Diz-se no referido Acórdão, a propósito do art.º 54.º do CPPT, o seguinte: “Tal preceito consagra o denominado princípio da impugnação unitária, segundo o qual só é possível, em princípio, impugnar o acto final do procedimento, e não já os actos interlocutórios ou procedimentais, dado que só aquele acto final atinge ou lesa, imediatamente, a esfera jurídica do contribuinte, fixando a posição da administração tributária perante este e definindo os seus direitos e obrigações. E dele resulta, ainda, que no contencioso tributário, ao contrário do que acontece actualmente no contencioso administrativo, o critério da impugnabilidade dos actos é o da sua lesividade imediata, ou seja, é a lesividade objectiva, imediata, actual e não meramente potencial”.
E mais adiante é referido que: “Deste modo, e concluindo, os actos interlocutórios do procedimento tributário, sendo meramente instrumentais ou preparatórios da decisão final, ainda que ilegais, não são, em princípio, lesivos dos interesses do contribuinte, pois a sua situação tributária não fica com eles definida ou resolvida”.
Ora, a situação tributária do contribuinte somente fica definida após a liquidação efetuada pela AT (Autoridade Tributária e Aduaneira) e não com os atos interlocutórios, como acima se afirma.
E o referido Acórdão refere ainda que: “Razão por que a sua ilegalidade só pode ser suscitada aquando da eventual impugnação deduzida contra o acto final lesivo. A menos que se trate de actos interlocutórios cujo escrutínio judicial imediato e autónomo se encontre expressamente previsto na lei (são os chamados “actos destacáveis”, que, na falta de imediata impugnação, se fixam ou consolidam na ordem jurídica, ficando precludido o direito ou a faculdade processual de posteriormente discutir a sua legalidade, a liquidação que desse acto partiu) ou dos actos que, embora inseridos no procedimento tributário e anteriores à decisão final, sejam imediatamente lesivos, abrindo-se então a possibilidade da sua impugnação imediata, sem prejuízo de a sua ilegalidade poder, ainda, ser suscitada na impugnação que venha a ser deduzida contra o acto final, pois que do art.º 54.º do CPPT, de aplicação supletiva ao contencioso tributário” (sublinhados nossos).
Também o Mer. mo Juiz Conselheiro Jorge Lopes de Sousa, in Código de Procedimento e de Processo Tributário – Anotado, acerca do art.º 54.º, que rege a Impugnação unitária, refere que: “Os actos destacáveis são actos que, embora inseridos no procedimento tributário e anteriores à decisão final, a condicionam irremediavelmente, justificando-se que sejam impugnados por forma autónoma, principalmente nos casos em que são praticados por entidades distintas da que deve produzir a decisão final”.
Ora, o ato interlocutório em causa não condiciona, no caso dos autos, irremediavelmente, o acto final de liquidação, visto que este pode ser sindicado contenciosamente, como o foi no presente processo e neste Tribunal.

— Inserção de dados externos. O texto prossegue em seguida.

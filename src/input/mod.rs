// Copyright (C) 2026  Caprica Software Limited
//
// This program is free software: you can redistribute it and/or modify
// it under the terms of the GNU General Public License as published by
// the Free Software Foundation, either version 3 of the License, or
// (at your option) any later version.
//
// This program is distributed in the hope that it will be useful,
// but WITHOUT ANY WARRANTY; without even the implied warranty of
// MERCHANTABILITY or FITNESS FOR A PARTICULAR PURPOSE.  See the
// GNU General Public License for more details.
//
// You should have received a copy of the GNU General Public License
// along with this program.  If not, see <https://www.gnu.org/licenses/>.

//! Raw input conditioning: debounced button edges and joystick
//! classification.

mod edge;
mod joystick;

pub use edge::{EdgeDetector, Transition};
pub use joystick::{AXIS_CENTER, Direction, Joystick};
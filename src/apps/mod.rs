// Copyright (C) 2026  Caprica Software Limited
//
// This program is free software: you can redistribute it and/or modify
// it under the terms of the GNU General Public License as published by
// the Free Software Foundation, either version 3 of the License, or
// (at your option) any later version.
//
// This program is distributed in the hope that it will be useful,
// but WITHOUT ANY WARRANTY; without even the implied warranty of
// MERCHANTABILITY or FITNESS FOR A PARTICULAR PURPOSE.  See the
// GNU General Public License for more details.
//
// You should have received a copy of the GNU General Public License
// along with this program.  If not, see <https://www.gnu.org/licenses/>.

//! The scenes that make up the demo application.
//!
//! # Organization
//!
//! * [`menu`]: the root scene, listing the others as sub-scenes.
//! * [`player`]: melody browser and player.
//! * [`gallery`]: LED pattern browser with a live preview on the matrix.
//! * [`genius`]: a repeat-the-pattern memory game.
//! * [`settings`]: read-only view of the active configuration.

mod gallery;
mod genius;
mod menu;
mod player;
mod settings;

use std::time::Duration;

use bitloop::config::AppConfig;
use bitloop::scene::{SceneContext, SceneNode};
use bitloop::sequencer::Note;

use crate::apps::{gallery::Gallery, genius::Genius, menu::MainMenu, player::MelodyPlayer, settings::Settings};

pub(crate) const MAIN_MENU: &str = "main";
pub(crate) const PLAYER: &str = "player";
pub(crate) const GALLERY: &str = "gallery";
pub(crate) const GENIUS: &str = "genius";
pub(crate) const SETTINGS: &str = "settings";

const CLICK: Note = Note::Tone(1200);
const CLICK_LENGTH: Duration = Duration::from_millis(10);

const ERROR_TONE: Note = Note::Tone(200);
const ERROR_LENGTH: Duration = Duration::from_millis(200);

/// Builds the scene tree with the main menu at its root.
pub(crate) fn build(config: &AppConfig) -> SceneNode {
    SceneNode::new(MAIN_MENU, MainMenu::new())
        .with_child(SceneNode::new(PLAYER, MelodyPlayer::new(config)))
        .with_child(SceneNode::new(GALLERY, Gallery::new(config)))
        .with_child(SceneNode::new(GENIUS, Genius::new(config)))
        .with_child(SceneNode::new(SETTINGS, Settings::new(config)))
}

/// Short key-click on the buzzer.
pub(crate) fn click(ctx: &mut SceneContext<'_>) {
    ctx.hardware.buzzer.emit(&CLICK, CLICK_LENGTH);
}

pub(crate) fn error_beep(ctx: &mut SceneContext<'_>) {
    ctx.hardware.buzzer.emit(&ERROR_TONE, ERROR_LENGTH);
}

/// Cursor over a list, wrapping at both ends.
#[derive(Debug, Default, Clone, Copy)]
pub(crate) struct Selection {
    index: usize,
}

impl Selection {
    pub(crate) fn index(&self) -> usize {
        self.index
    }

    pub(crate) fn next(&mut self, len: usize) {
        if len == 0 {
            return;
        }
        self.index = if self.index >= len - 1 { 0 } else { self.index + 1 };
    }

    pub(crate) fn previous(&mut self, len: usize) {
        if len == 0 {
            return;
        }
        self.index = if self.index == 0 { len - 1 } else { self.index - 1 };
    }

    /// Pulls the cursor back inside a list that may have shrunk.
    pub(crate) fn clamp(&mut self, len: usize) {
        self.index = self.index.min(len.saturating_sub(1));
    }
}

#[cfg(test)]
pub(crate) mod testing {
    use std::time::Duration;

    use bitloop::events::{Button, ButtonAction, Event, EventKind, EventQueue, Motion};
    use bitloop::hardware::fake::{RecordingActuator, RecordingDisplay, RecordingMatrix};
    use bitloop::hardware::{Actuator, DisplaySurface, Hardware, PixelSurface};
    use bitloop::input::Direction;
    use bitloop::scene::SceneContext;
    use bitloop::sequencer::Note;
    use bitloop::timer::TimerService;

    /// Hardware and services for driving a single scene by hand.
    pub(crate) struct Rig {
        pub(crate) hardware: Hardware,
        pub(crate) events: EventQueue,
        pub(crate) timers: TimerService<EventQueue>,
        pub(crate) buzzer: RecordingActuator<Note>,
        pub(crate) display: RecordingDisplay,
        pub(crate) matrix: RecordingMatrix,
        pub(crate) now: Duration,
    }

    impl Rig {
        pub(crate) fn new() -> Self {
            let buzzer = RecordingActuator::new();
            let display = RecordingDisplay::new();
            let matrix = RecordingMatrix::new();
            let hardware = Hardware::builder()
                .buzzer(Ok::<_, String>(Box::new(buzzer.clone()) as Box<dyn Actuator<Note>>))
                .display(Ok::<_, String>(Box::new(display.clone()) as Box<dyn DisplaySurface>))
                .matrix(Ok::<_, String>(Box::new(matrix.clone()) as Box<dyn PixelSurface>))
                .build();
            Self {
                hardware,
                events: EventQueue::new(Duration::from_millis(100)),
                timers: TimerService::new(),
                buzzer,
                display,
                matrix,
                now: Duration::ZERO,
            }
        }

        pub(crate) fn ctx(&mut self) -> SceneContext<'_> {
            self.events.set_time(self.now);
            SceneContext::new(
                &mut self.hardware,
                &mut self.events,
                &mut self.timers,
                self.now,
            )
        }

        pub(crate) fn advance(&mut self, millis: u64) {
            self.now += Duration::from_millis(millis);
        }

        /// Runs the timers for `millis` and returns what they posted.
        pub(crate) fn run_timers(&mut self, millis: u64) -> Vec<Event> {
            self.advance(millis);
            self.events.set_time(self.now);
            self.timers
                .update(Duration::from_millis(millis), &mut self.events);
            self.events.drain()
        }
    }

    pub(crate) fn press(button: Button) -> Event {
        Event::new(
            EventKind::button(button, ButtonAction::Down),
            Duration::ZERO,
        )
    }

    pub(crate) fn stick(motion: Motion) -> Event {
        let direction = match motion {
            Motion::Up => Direction::North,
            Motion::Down => Direction::South,
            Motion::Left => Direction::West,
            Motion::Right => Direction::East,
            Motion::Center => Direction::Center,
        };
        Event::new(
            EventKind::Joystick {
                motion,
                direction,
                x: 0.0,
                y: 0.0,
            },
            Duration::ZERO,
        )
    }
}

#[cfg(test)]
mod tests {
    use super::*;

    #[test]
    fn test_selection_wraps() {
        let mut selection = Selection::default();
        selection.previous(3);
        assert_eq!(selection.index(), 2);
        selection.next(3);
        assert_eq!(selection.index(), 0);
        selection.next(0);
        assert_eq!(selection.index(), 0);
    }

    #[test]
    fn test_selection_clamps_to_shorter_list() {
        let mut selection = Selection::default();
        selection.previous(5);
        selection.clamp(2);
        assert_eq!(selection.index(), 1);
    }

    #[test]
    fn test_tree_registers_every_app() {
        let root = build(&AppConfig::default());
        assert_eq!(root.name(), MAIN_MENU);
        assert!(root.has_child(PLAYER));
        assert!(root.has_child(GENIUS));
        assert!(root.has_child(SETTINGS));
    }
}
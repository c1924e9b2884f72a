// Copyright (C) 2026  Caprica Software Limited
//
// This program is free software: you can redistribute it and/or modify
// it under the terms of the GNU General Public License as published by
// the Free Software Foundation, either version 3 of the License, or
// (at your option) any later version.
//
// This program is distributed in the hope that it will be useful,
// but WITHOUT ANY WARRANTY; without even the implied warranty of
// MERCHANTABILITY or FITNESS FOR A PARTICULAR PURPOSE.  See the
// GNU General Public License for more details.
//
// You should have received a copy of the GNU General Public License
// along with this program.  If not, see <https://www.gnu.org/licenses/>.

//! LED pattern gallery.
//!
//! Lists the pattern files in the configured directory and previews the
//! selected one on the matrix as the cursor moves. A shows details of the
//! selected pattern, B goes back.

use log::{info, warn};

use bitloop::assets::AssetEntry;
use bitloop::config::AppConfig;
use bitloop::events::{Button, ButtonAction, Event, Motion};
use bitloop::hardware::TextLine;
use bitloop::hardware::layout::{fit, menu_lines};
use bitloop::pattern::{Pattern, PatternDir, PatternLoader};
use bitloop::scene::{Navigation, Scene, SceneContext};

use crate::apps::{Selection, click, error_beep};

const LINE_WIDTH: usize = 16;

pub(crate) struct Gallery {
    library: PatternDir,
    entries: Vec<AssetEntry>,
    selection: Selection,
    preview: Option<Pattern>,
    details: bool,
}

impl Gallery {
    pub(crate) fn new(config: &AppConfig) -> Self {
        Self {
            library: PatternDir::new(
                &config.patterns_dir,
                config.matrix.width,
                config.matrix.height,
            ),
            entries: Vec::new(),
            selection: Selection::default(),
            preview: None,
            details: false,
        }
    }

    /// Shows the selected pattern on the matrix, or clears it when the
    /// pattern cannot be loaded.
    fn update_preview(&mut self, ctx: &mut SceneContext<'_>) {
        self.preview = self
            .entries
            .get(self.selection.index())
            .and_then(|entry| match self.library.load(&entry.id) {
                Ok(pattern) => Some(pattern),
                Err(e) => {
                    warn!("{}", e);
                    None
                }
            });
        match &self.preview {
            Some(pattern) => ctx.hardware.matrix.show(pattern),
            None => ctx.hardware.matrix.clear(),
        }
    }

    fn move_by(&mut self, motion: Motion, ctx: &mut SceneContext<'_>) {
        let len = self.entries.len();
        match motion {
            Motion::Up => self.selection.previous(len),
            Motion::Down => self.selection.next(len),
            _ => return,
        }
        click(ctx);
        self.update_preview(ctx);
        ctx.mark_dirty();
    }

    fn detail_lines(&self, entry: &AssetEntry) -> Vec<TextLine> {
        let (lit, size) = match &self.preview {
            Some(pattern) => (pattern.lit(), pattern.width() * pattern.height()),
            None => (0, 0),
        };
        vec![
            TextLine::center(fit(&entry.title.to_uppercase(), LINE_WIDTH)),
            TextLine::blank(),
            TextLine::left(fit(&format!("FILE {}", entry.id), LINE_WIDTH)),
            TextLine::left(format!("LIT  {}/{}", lit, size)),
            TextLine::blank(),
            TextLine::center("A/B:CLOSE"),
        ]
    }
}

impl Scene for Gallery {
    fn enter(&mut self, ctx: &mut SceneContext<'_>) {
        self.entries = self.library.list();
        self.selection.clamp(self.entries.len());
        self.details = false;
        info!(
            "{} patterns in {}",
            self.entries.len(),
            self.library.root().display()
        );
        self.update_preview(ctx);
    }

    fn exit(&mut self, ctx: &mut SceneContext<'_>) {
        self.preview = None;
        ctx.hardware.matrix.clear();
    }

    fn handle_input(&mut self, event: &Event, ctx: &mut SceneContext<'_>) -> Navigation {
        let a = event.is_button(Button::A, ButtonAction::Down);
        let b = event.is_button(Button::B, ButtonAction::Down);

        if self.details {
            if a || b {
                self.details = false;
                click(ctx);
                ctx.mark_dirty();
            }
            return Navigation::Stay;
        }

        if let Some(motion) = event.motion() {
            self.move_by(motion, ctx);
        }
        if a {
            if self.entries.is_empty() {
                error_beep(ctx);
            } else {
                self.details = true;
                click(ctx);
                ctx.mark_dirty();
            }
        } else if b {
            return Navigation::Back;
        }
        Navigation::Stay
    }

    fn render(&mut self, ctx: &mut SceneContext<'_>) {
        let selected = self.entries.get(self.selection.index());
        let lines = match selected {
            Some(entry) if self.details => self.detail_lines(entry),
            Some(_) => {
                let titles: Vec<String> = self
                    .entries
                    .iter()
                    .map(|e| fit(&e.title, LINE_WIDTH - 2))
                    .collect();
                let rows = ctx.hardware.display.rows();
                menu_lines(
                    "GALLERY",
                    &titles,
                    self.selection.index(),
                    Some("A:INFO B:BACK"),
                    rows,
                )
            }
            None => vec![
                TextLine::center("GALLERY"),
                TextLine::blank(),
                TextLine::center("NO PATTERNS"),
                TextLine::center("FOUND"),
            ],
        };
        ctx.render(&lines);
    }
}
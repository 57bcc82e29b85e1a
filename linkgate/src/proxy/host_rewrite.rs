//! Unconditional host-rewriting proxy.
//!
//! Every inbound request is re-addressed to `https://<target host><path>?<query>` and
//! forwarded with its method, headers and body intact. Whatever the target answers,
//! redirects included, is relayed unchanged. Any failure becomes a plaintext 500.

use crate::config;
use crate::proxy::error::{ProxyError, proxy_error_response};
use crate::proxy::upstream::Upstream;
use hyper::header::HOST;
use hyper::{Body, Request, Response, Uri};
use log::{error, info};
use std::net::IpAddr;

/// Build the outbound URL: forced `https`, the target host, and the inbound path and query.
pub fn rewrite_uri(uri: &Uri, target_host: &str) -> Result<Uri, ProxyError> {
    let path_and_query = uri.path_and_query().map(|pq| pq.as_str()).unwrap_or("/");
    Ok(format!("https://{}{}", target_host, path_and_query).parse::<Uri>()?)
}

/// Re-address `req` to the target host, keeping method, headers and body.
pub fn rewrite_request(req: Request<Body>, target_host: &str) -> Result<Request<Body>, ProxyError> {
    let (parts, body) = req.into_parts();
    let target = rewrite_uri(&parts.uri, target_host)?;

    let mut builder = Request::builder().method(parts.method).uri(target);
    for (name, value) in parts.headers.iter() {
        if name == HOST {
            continue;
        }
        builder = builder.header(name, value);
    }
    builder = builder.header(HOST, target_host);

    Ok(builder.body(body)?)
}

pub struct HostRewriteProxy<U: Upstream> {
    upstream: U,
}

impl<U: Upstream> HostRewriteProxy<U> {
    pub fn new(upstream: U) -> Self {
        Self { upstream }
    }

    /// Forward using the target host currently configured in the environment.
    pub async fn handle(&self, client_ip: IpAddr, req: Request<Body>) -> Response<Body> {
        let target_host = config::target_host();
        self.handle_with_target(client_ip, req, &target_host).await
    }

    pub async fn handle_with_target(&self, client_ip: IpAddr, req: Request<Body>, target_host: &str) -> Response<Body> {
        let method = req.method().clone();
        let path = req.uri().path().to_string();

        match self.forward(client_ip, req, target_host).await {
            Ok(response) => {
                info!(
                    "Received request from {ip} for {method} {path} -> https://{host} ({status})",
                    ip = client_ip,
                    method = method,
                    path = path,
                    host = target_host,
                    status = response.status()
                );
                response
            }
            Err(e) => {
                error!("Host rewrite proxy error for {method} {path} -> {host}: {e}", method = method, path = path, host = target_host, e = e);
                proxy_error_response(&e)
            }
        }
    }

    async fn forward(&self, client_ip: IpAddr, req: Request<Body>, target_host: &str) -> Result<Response<Body>, ProxyError> {
        let outbound = rewrite_request(req, target_host)?;
        self.upstream.forward(client_ip, outbound).await
    }
}
use crate::gate::bot_classifier::BotClassifier;
use crate::gate::cookie::{cookie_header, extract_authkey};
use crate::gate::not_found::not_found_response;
use crate::proxy::upstream::Upstream;
use anyhow::Result;
use hyper::header::USER_AGENT;
use hyper::{Body, HeaderMap, Request, Response};
use log::{debug, error, info};
use std::fmt::Display;
use std::net::IpAddr;

/// Terminal outcome of classifying one request
#[derive(Debug, Clone, PartialEq, Eq)]
pub enum GateDecision {
    /// A known link-preview crawler; forwarded regardless of cookies.
    PassAsBot { bot_name: String },
    /// Carries an `authkey` cookie (any value, including empty).
    PassAsAuthorized,
    /// Neither; gets the static 404 page.
    Deny,
}

impl GateDecision {
    pub fn is_pass(&self) -> bool {
        !matches!(self, GateDecision::Deny)
    }
}

impl Display for GateDecision {
    fn fmt(&self, f: &mut std::fmt::Formatter<'_>) -> std::fmt::Result {
        match self {
            GateDecision::PassAsBot { bot_name } => write!(f, "pass (bot: {})", bot_name),
            GateDecision::PassAsAuthorized => write!(f, "pass (authkey)"),
            GateDecision::Deny => write!(f, "deny"),
        }
    }
}

fn user_agent(headers: &HeaderMap) -> &str {
    headers.get(USER_AGENT).and_then(|v| v.to_str().ok()).unwrap_or("")
}

/// Access gate in front of an origin.
///
/// Bot check first, then the cookie check; the first one that passes forwards the
/// request untouched, otherwise the visitor gets a 404. Nothing is kept between requests.
pub struct AccessGate<U: Upstream> {
    classifier: BotClassifier,
    upstream: U,
}

impl<U: Upstream> AccessGate<U> {
    pub fn new(classifier: BotClassifier, upstream: U) -> Self {
        Self { classifier, upstream }
    }

    /// Decide what to do with a request from its headers alone
    pub fn decide(&self, headers: &HeaderMap) -> GateDecision {
        let classification = self.classifier.classify(user_agent(headers));
        debug!("Classified request: {}", classification);
        if let Some(bot_name) = classification.bot_name {
            return GateDecision::PassAsBot { bot_name };
        }

        if extract_authkey(cookie_header(headers)).is_some() {
            GateDecision::PassAsAuthorized
        } else {
            GateDecision::Deny
        }
    }

    /// Handle one inbound request.
    ///
    /// Forward failures are returned as errors and left to the server loop; they are not
    /// turned into a response here.
    pub async fn handle(&self, client_ip: IpAddr, req: Request<Body>) -> Result<Response<Body>> {
        let decision = self.decide(req.headers());
        info!(
            "Received request from {ip} for {method} {path} -> {decision}",
            ip = client_ip,
            method = req.method(),
            path = req.uri().path(),
            decision = decision
        );

        if !decision.is_pass() {
            return Ok(not_found_response()?);
        }

        let path = req.uri().path().to_string();
        match self.upstream.forward(client_ip, req).await {
            Ok(response) => Ok(response),
            Err(e) => {
                error!("Origin forward failed for {path} ({decision}): {e}", path = path, decision = decision, e = e);
                Err(e.into())
            }
        }
    }
}
use hyper::HeaderMap;
use hyper::header::COOKIE;

/// Name of the cookie whose presence authorizes a request
pub const AUTHKEY_COOKIE: &str = "authkey";

/// Find the value of the first `name=value` pair in a raw `Cookie` header.
///
/// Pairs are separated by `;` and trimmed before matching. The value is everything after
/// the first `=`, so `authkey=` yields `Some("")`.
pub fn extract_cookie<'a>(cookie_header: &'a str, name: &str) -> Option<&'a str> {
    cookie_header.split(';').map(str::trim).find_map(|pair| pair.strip_prefix(name).and_then(|rest| rest.strip_prefix('=')))
}

pub fn extract_authkey(cookie_header: &str) -> Option<&str> {
    extract_cookie(cookie_header, AUTHKEY_COOKIE)
}

/// Read the `Cookie` header as a string. Absent or non-ASCII values read as empty.
pub fn cookie_header(headers: &HeaderMap) -> &str {
    headers.get(COOKIE).and_then(|v| v.to_str().ok()).unwrap_or("")
}
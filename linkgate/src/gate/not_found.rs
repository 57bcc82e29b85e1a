use hyper::header::CONTENT_TYPE;
use hyper::{Body, Response, StatusCode};

pub const NOT_FOUND_PAGE: &str = include_str!("../../assets/not_found.html");
pub const NOT_FOUND_CONTENT_TYPE: &str = "text/html; charset=utf-8";

/// Build the themed 404 returned to unauthorized visitors
pub fn not_found_response() -> hyper::http::Result<Response<Body>> {
    Response::builder().status(StatusCode::NOT_FOUND).header(CONTENT_TYPE, NOT_FOUND_CONTENT_TYPE).body(Body::from(NOT_FOUND_PAGE))
}

#[cfg(test)]
mod tests {
    use super::*;
    use hyper::body::to_bytes;

    #[tokio::test]
    async fn test_not_found_response() {
        let response = not_found_response().unwrap();
        assert_eq!(response.status(), StatusCode::NOT_FOUND);
        assert_eq!(response.headers().get(CONTENT_TYPE).unwrap(), "text/html; charset=utf-8");

        let body = to_bytes(response.into_body()).await.unwrap();
        let body = String::from_utf8(body.to_vec()).unwrap();
        assert!(body.starts_with("<!DOCTYPE html>"));
        assert!(body.contains("404"));
    }
}
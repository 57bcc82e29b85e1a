use anyhow::{Result, anyhow};
use clap::{Parser, Subcommand};
use hyper::Uri;
use linkgate::config::env_vars;
use linkgate::gate::BotClassifier;
use std::net::SocketAddr;

#[derive(Parser, Debug, Clone)]
#[command(name = "linkgate", about, author, version, long_about = None, propagate_version = true)]
pub struct LinkgateArguments {
    #[arg(short = 'v', long = "verbose", global = true, help = "Enable verbose logging")]
    pub(crate) verbose: bool,
    #[command(subcommand)]
    pub(crate) command: LinkgateCommands,
}

#[derive(Subcommand, Debug, Clone)]
pub enum LinkgateCommands {
    #[clap(name = "gate", about = "Run the access gate: preview bots and authkey holders reach the origin, everyone else gets a 404")]
    Gate {
        /// Origin base URL (plain http, e.g. http://127.0.0.1:3000)
        #[arg(short = 'o', long = "origin", env = env_vars::ORIGIN, default_value = "http://127.0.0.1:3000")]
        origin: String,
        /// Address to listen on
        #[arg(short = 'l', long = "listen", env = env_vars::GATE_LISTEN, default_value = "0.0.0.0:8080")]
        listen: SocketAddr,
    },
    #[clap(name = "rewrite", about = "Run the host-rewrite proxy; the target host is read from TARGET_HOST")]
    Rewrite {
        /// Address to listen on
        #[arg(short = 'l', long = "listen", env = env_vars::REWRITE_LISTEN, default_value = "0.0.0.0:8081")]
        listen: SocketAddr,
    },
    #[clap(name = "classify", about = "Show how a User-Agent would be classified")]
    Classify { user_agent: String },
}

/// The origin must be an absolute http:// URL with a host; the path, if any, is ignored
pub fn validate_origin(origin: &str) -> Result<()> {
    let uri = origin.parse::<Uri>().map_err(|e| anyhow!("Invalid origin '{}': {}", origin, e))?;
    if uri.scheme_str() != Some("http") {
        return Err(anyhow!("Origin must use http:// (TLS is terminated in front of linkgate): {}", origin));
    }
    if uri.authority().is_none() {
        return Err(anyhow!("Origin has no host: {}", origin));
    }
    Ok(())
}

/// Print the classification of a User-Agent the way the gate would see it
pub fn print_classification(classifier: &BotClassifier, user_agent: &str) {
    let result = classifier.classify(user_agent);
    match result.bot_name {
        Some(name) => println!("\x1b[1;32mbot\x1b[0m: \x1b[1;36m{}\x1b[0m", name),
        None => println!("\x1b[1;33mnot a bot\x1b[0m"),
    }
}
//! Configuración y argumentos CLI

use std::path::PathBuf;

use clap::Parser;

#[derive(Debug, Clone, Parser)]
#[command(
    name = "reloaded",
    version,
    about = "Post-procesador de texto: directivas en línea, puntuación y artículos",
    after_help = "EJEMPLOS:\n    reloaded entrada.txt salida.txt\n    reloaded --no-articles entrada.txt salida.txt"
)]
pub struct Config {
    /// Archivo de entrada
    #[arg(value_name = "ENTRADA")]
    pub input_file: PathBuf,
    /// Archivo de salida
    #[arg(value_name = "SALIDA")]
    pub output_file: PathBuf,
    /// Desactiva la corrección de artículos "a" -> "an"
    #[arg(long = "no-articles")]
    pub no_articles: bool,
    /// Muestra el registro de cada fase en stderr
    #[arg(short, long)]
    pub verbose: bool,
}

impl Default for Config {
    fn default() -> Self {
        Self {
            input_file: PathBuf::new(),
            output_file: PathBuf::new(),
            no_articles: false,
            verbose: false,
        }
    }
}

impl Config {
    /// Construye la configuración desde la línea de comandos (incluye el nombre del programa).
    ///
    /// `--help` y `--version` también llegan como `Err`; `use_stderr()` los distingue
    /// de un error de uso.
    pub fn from_args(args: Vec<String>) -> Result<Self, clap::Error> {
        Self::try_parse_from(args)
    }

    pub fn articles_enabled(&self) -> bool {
        !self.no_articles
    }
}
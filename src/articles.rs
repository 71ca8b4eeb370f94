//! Corrección del artículo indefinido "a" -> "an"

use crate::tokenizer::{Tokenizer, Word};

/// Letras iniciales que exigen "an"
const AN_INITIALS: &[char] = &['a', 'e', 'i', 'o', 'u', 'A', 'E', 'I', 'O', 'U', 'h', 'H'];

/// Corrector de artículos
#[derive(Debug, Default, Clone)]
pub struct ArticleCorrector {
    tokenizer: Tokenizer,
}

impl ArticleCorrector {
    pub fn new() -> Self {
        Self {
            tokenizer: Tokenizer::new(),
        }
    }

    /// Reescribe "a"/"A" como "an"/"An" delante de vocal o "h".
    ///
    /// Una sola pasada de izquierda a derecha; la puntuación pegada sigue
    /// dentro de su palabra y las palabras se unen con un único espacio.
    pub fn correct(&self, text: &str) -> String {
        let words = self.tokenizer.words(text);
        let mut output: Vec<String> = Vec::with_capacity(words.len());
        let mut rewritten = 0usize;

        for (i, &token) in words.iter().enumerate() {
            let mut word = token.to_string();
            if words.get(i + 1).is_some_and(|&next| Self::needs_an(token, next)) {
                word.push('n');
                rewritten += 1;
            }
            output.push(word);
        }

        tracing::debug!(rewritten, "artículos corregidos");
        self.tokenizer.reconstruct(&output)
    }

    /// ¿Debe `token` ("a"/"A" sin puntuación) convertirse en "an" delante de `next`?
    pub fn needs_an(token: &str, next: &str) -> bool {
        let word = Word::new(token);
        if word.has_trailing_punctuation() || !matches!(word.core, "a" | "A") {
            return false;
        }

        Word::new(next)
            .first_char()
            .is_some_and(|ch| AN_INITIALS.contains(&ch))
    }
}

#[cfg(test)]
mod tests {
    use super::*;

    fn correct(text: &str) -> String {
        ArticleCorrector::new().correct(text)
    }

    #[test]
    fn test_vowel() {
        assert_eq!(correct("a apple"), "an apple");
        assert_eq!(correct("a Elephant"), "an Elephant");
    }

    #[test]
    fn test_consonant_unchanged() {
        assert_eq!(correct("a banana"), "a banana");
    }

    #[test]
    fn test_h_and_capital() {
        assert_eq!(correct("A hour"), "An hour");
        assert_eq!(correct("a Honest man"), "an Honest man");
    }

    #[test]
    fn test_last_word_untouched() {
        assert_eq!(correct("give me a"), "give me a");
    }

    #[test]
    fn test_glued_punctuation_survives() {
        assert_eq!(correct("It was a hour."), "It was an hour.");
        assert_eq!(correct("a, apple"), "a, apple");
        assert_eq!(correct("Hi, a owl!"), "Hi, an owl!");
    }

    #[test]
    fn test_only_exact_article() {
        assert_eq!(correct("an apple"), "an apple");
        assert_eq!(correct("ab apple"), "ab apple");
        assert_eq!(correct("a 'apple'"), "a 'apple'");
    }

    #[test]
    fn test_single_pass() {
        assert_eq!(correct("a a apple"), "an an apple");
    }

    #[test]
    fn test_needs_an() {
        assert!(ArticleCorrector::needs_an("a", "umbrella"));
        assert!(!ArticleCorrector::needs_an("a", "?"));
        assert!(!ArticleCorrector::needs_an("a.", "egg"));
    }
}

Assim, o ato interlocutório – enquadramento no regime de tributação simplificada – não é um ato destacável imediata, concreta e objectivamente lesivo.
Os Requerentes alegam, em síntese, na sua petição inicial, conforme anteriormente já foi explicitado, que as liquidações adicionais de IRS e de JC, do ano de 2009, foram efetuadas em manifesto erro de enquadramento cadastral.
A lesão imediata, objetiva, direta dos interesses dos Requerentes verifica-se através de um ato administrativo final por parte da AT sob a forma de uma operação de liquidação tributária precedida de um ato interlocutório – enquadramento no regime de tributação. O que lesa a esfera patrimonial do contribuinte é o que resulta de um ato final – liquidação – e não de um ato interlocutório.
A AT responde que os Requerentes contestaram o alegado erro cadastral através de pedido de revisão, que foi indeferido, não tendo reagido a esta decisão, apesar de devidamente notificados e de serem informados de que poderiam reclamar graciosamente ou impugnar a decisão de indeferimento – o que não foi feito.
Em alegações escritas, já acima evidenciadas, os Requerentes vêm alegar que nada há de mais errado ao ser afirmado quanto à exceção da inidoneidade do meio processual suscitada pela Requerida, dado não se tratar de um ato destacável, contenciosamente impugnável, autónoma e imediatamente, mas mesmo que o fosse, isso não prejudicava minimamente que os atos de liquidação de IRS em causa pudessem estar influenciados por tal manifesto erro cadastral e pudessem ser atacados com fundamento em ilegalidade.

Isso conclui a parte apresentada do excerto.